Task inputs Start Marker

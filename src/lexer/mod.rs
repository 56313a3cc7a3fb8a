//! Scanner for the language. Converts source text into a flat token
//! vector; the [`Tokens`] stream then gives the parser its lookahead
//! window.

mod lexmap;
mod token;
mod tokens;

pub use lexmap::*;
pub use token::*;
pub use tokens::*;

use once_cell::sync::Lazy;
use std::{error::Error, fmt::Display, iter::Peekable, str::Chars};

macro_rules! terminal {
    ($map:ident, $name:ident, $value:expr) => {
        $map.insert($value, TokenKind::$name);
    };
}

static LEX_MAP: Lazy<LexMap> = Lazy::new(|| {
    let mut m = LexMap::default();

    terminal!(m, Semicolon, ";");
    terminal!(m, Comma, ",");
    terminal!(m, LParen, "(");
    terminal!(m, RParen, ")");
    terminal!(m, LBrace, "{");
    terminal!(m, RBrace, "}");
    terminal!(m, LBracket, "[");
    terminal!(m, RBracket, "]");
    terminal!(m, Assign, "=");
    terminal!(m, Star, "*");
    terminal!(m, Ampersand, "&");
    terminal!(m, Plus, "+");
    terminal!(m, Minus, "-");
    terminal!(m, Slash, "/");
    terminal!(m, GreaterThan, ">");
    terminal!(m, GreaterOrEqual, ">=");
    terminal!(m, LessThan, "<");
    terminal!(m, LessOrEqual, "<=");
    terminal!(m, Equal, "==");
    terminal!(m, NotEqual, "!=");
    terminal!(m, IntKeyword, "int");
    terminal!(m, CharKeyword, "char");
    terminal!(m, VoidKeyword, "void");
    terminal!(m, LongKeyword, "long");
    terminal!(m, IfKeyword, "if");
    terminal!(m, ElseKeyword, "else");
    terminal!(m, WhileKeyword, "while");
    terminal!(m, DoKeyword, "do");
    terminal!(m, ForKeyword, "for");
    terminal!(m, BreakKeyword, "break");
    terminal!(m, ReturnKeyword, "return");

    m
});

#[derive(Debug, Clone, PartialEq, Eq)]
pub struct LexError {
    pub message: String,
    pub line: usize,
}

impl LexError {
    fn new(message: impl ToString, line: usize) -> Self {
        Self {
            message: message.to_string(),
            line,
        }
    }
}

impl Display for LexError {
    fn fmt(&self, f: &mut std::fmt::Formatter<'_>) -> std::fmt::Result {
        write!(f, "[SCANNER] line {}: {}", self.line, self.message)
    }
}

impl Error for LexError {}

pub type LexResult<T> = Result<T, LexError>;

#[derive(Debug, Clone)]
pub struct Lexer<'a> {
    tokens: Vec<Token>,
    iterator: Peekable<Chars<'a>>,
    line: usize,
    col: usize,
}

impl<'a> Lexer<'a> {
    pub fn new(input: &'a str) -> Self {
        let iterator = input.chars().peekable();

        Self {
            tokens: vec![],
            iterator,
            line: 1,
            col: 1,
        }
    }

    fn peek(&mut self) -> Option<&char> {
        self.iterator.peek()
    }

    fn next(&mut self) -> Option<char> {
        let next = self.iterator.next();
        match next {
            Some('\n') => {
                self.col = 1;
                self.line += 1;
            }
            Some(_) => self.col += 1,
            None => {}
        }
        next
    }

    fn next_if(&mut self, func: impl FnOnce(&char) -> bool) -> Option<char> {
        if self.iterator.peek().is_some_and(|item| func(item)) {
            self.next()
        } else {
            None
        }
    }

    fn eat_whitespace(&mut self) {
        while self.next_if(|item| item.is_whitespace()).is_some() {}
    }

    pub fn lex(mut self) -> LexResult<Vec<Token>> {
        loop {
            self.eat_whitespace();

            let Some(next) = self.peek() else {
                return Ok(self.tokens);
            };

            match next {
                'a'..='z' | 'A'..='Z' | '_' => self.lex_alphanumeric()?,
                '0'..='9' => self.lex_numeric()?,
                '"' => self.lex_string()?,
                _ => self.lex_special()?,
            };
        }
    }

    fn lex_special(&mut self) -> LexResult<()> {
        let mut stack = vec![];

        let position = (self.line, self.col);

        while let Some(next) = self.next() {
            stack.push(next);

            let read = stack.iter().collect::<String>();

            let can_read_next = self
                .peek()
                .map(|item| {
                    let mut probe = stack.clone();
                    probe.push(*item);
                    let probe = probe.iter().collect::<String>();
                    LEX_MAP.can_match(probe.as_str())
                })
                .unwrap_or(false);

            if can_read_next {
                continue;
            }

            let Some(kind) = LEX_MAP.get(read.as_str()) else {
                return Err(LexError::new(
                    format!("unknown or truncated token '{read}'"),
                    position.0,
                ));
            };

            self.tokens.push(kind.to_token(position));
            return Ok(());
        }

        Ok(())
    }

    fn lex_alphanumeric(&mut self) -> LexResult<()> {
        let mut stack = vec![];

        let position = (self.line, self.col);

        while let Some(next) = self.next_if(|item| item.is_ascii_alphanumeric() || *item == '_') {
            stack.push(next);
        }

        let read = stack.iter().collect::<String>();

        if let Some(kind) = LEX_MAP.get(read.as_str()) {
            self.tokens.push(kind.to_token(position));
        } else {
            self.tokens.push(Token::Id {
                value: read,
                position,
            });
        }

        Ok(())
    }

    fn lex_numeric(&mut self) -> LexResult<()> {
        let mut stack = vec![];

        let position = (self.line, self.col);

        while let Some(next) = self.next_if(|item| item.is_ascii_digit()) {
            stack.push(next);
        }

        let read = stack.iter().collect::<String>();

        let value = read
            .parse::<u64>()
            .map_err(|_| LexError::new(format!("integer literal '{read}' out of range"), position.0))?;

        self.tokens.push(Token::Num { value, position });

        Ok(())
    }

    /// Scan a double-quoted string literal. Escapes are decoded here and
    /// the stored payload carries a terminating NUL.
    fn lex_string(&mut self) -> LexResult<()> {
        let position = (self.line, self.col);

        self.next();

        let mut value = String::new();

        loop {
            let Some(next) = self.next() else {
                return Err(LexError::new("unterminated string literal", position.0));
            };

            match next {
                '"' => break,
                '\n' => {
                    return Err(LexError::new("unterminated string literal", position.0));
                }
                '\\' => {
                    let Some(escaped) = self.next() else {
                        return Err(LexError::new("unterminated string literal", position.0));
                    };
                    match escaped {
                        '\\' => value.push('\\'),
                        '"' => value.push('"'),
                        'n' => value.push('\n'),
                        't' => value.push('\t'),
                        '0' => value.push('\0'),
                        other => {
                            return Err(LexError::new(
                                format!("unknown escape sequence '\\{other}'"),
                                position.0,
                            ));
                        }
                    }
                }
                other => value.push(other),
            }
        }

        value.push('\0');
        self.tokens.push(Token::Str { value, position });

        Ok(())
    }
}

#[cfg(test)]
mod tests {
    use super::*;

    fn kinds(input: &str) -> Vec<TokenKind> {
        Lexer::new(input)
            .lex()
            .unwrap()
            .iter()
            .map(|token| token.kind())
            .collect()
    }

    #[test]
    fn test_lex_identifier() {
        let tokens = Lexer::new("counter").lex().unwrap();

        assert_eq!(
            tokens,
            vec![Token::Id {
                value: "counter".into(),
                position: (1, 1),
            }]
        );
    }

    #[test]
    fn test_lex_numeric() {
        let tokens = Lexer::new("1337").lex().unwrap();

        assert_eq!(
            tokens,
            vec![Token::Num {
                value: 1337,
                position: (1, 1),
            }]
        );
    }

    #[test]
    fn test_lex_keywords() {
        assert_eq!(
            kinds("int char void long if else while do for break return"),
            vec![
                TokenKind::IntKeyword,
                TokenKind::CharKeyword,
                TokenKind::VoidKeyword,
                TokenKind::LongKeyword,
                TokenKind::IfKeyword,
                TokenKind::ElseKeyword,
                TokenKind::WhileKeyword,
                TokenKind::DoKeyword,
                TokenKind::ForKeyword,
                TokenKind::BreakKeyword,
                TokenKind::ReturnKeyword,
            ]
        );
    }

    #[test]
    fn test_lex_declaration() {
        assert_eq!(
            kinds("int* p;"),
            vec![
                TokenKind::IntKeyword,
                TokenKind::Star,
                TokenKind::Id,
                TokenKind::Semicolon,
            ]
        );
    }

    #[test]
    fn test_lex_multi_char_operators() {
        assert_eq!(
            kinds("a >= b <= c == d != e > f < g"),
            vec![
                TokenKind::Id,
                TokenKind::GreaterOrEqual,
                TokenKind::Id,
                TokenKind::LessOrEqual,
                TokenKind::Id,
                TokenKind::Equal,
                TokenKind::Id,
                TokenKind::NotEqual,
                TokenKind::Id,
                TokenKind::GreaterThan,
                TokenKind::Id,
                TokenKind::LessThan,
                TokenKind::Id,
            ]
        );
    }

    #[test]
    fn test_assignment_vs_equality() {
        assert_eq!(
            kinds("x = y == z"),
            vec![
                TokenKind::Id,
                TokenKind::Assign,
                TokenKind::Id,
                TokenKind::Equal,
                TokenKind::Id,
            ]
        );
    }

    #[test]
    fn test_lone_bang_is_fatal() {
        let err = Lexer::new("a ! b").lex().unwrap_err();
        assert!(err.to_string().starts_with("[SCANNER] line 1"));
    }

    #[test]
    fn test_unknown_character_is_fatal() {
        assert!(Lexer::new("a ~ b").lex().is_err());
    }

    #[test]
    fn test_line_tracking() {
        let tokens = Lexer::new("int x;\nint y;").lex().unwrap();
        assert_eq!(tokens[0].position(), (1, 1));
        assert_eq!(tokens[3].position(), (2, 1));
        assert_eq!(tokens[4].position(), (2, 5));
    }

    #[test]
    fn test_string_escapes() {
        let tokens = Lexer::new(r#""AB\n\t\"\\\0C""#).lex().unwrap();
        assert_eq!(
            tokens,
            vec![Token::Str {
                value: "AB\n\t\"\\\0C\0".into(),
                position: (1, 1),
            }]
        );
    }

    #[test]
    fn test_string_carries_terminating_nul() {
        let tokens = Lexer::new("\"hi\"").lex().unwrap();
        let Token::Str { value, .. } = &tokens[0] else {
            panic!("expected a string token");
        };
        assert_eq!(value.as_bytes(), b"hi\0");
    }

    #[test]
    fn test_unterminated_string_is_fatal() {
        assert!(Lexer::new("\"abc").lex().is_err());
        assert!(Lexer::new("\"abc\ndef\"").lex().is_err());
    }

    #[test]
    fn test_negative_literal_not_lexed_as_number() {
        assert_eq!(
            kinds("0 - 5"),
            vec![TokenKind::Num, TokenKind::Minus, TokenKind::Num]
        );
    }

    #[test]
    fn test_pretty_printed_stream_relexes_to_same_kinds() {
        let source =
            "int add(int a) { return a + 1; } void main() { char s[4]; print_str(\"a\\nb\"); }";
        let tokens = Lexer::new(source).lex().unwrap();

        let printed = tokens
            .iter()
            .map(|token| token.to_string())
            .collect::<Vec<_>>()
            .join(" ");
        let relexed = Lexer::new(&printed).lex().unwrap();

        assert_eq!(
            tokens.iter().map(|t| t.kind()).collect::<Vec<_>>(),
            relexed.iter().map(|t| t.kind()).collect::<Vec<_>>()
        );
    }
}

Task inputs End Marker
Task inputs Start Marker

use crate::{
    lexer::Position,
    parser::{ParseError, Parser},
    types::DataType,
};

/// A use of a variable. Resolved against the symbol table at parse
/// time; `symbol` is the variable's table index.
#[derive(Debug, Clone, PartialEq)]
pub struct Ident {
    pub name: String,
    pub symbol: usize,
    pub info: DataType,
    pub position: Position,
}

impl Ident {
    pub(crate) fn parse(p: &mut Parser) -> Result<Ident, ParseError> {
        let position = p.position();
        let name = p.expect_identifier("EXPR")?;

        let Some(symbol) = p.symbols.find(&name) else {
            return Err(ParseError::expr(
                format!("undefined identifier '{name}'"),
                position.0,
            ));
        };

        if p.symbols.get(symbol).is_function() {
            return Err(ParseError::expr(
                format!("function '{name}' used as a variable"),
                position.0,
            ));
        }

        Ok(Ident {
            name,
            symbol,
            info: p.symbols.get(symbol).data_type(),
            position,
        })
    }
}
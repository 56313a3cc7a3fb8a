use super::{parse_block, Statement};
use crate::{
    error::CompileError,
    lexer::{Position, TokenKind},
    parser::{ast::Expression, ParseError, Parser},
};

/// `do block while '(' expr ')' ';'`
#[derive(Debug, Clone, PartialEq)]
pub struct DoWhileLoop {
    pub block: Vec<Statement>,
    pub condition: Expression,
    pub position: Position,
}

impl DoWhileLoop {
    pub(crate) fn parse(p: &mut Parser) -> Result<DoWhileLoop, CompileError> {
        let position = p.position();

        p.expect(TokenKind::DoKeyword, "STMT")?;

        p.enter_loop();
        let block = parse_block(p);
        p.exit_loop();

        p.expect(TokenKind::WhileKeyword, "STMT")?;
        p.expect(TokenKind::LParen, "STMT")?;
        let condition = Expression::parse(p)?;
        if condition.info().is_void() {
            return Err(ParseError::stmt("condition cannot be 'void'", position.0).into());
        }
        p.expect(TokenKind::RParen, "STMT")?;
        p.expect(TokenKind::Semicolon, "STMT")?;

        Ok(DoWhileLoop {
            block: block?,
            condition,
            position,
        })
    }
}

Task inputs End Marker

_Work required_:
All the lines that hold the word "CompileError" must appear in the answer, copied from the records.

_Solution to this exercise_:
    error::CompileError,
    pub(crate) fn parse(p: &mut Parser) -> Result<DoWhileLoop, CompileError> {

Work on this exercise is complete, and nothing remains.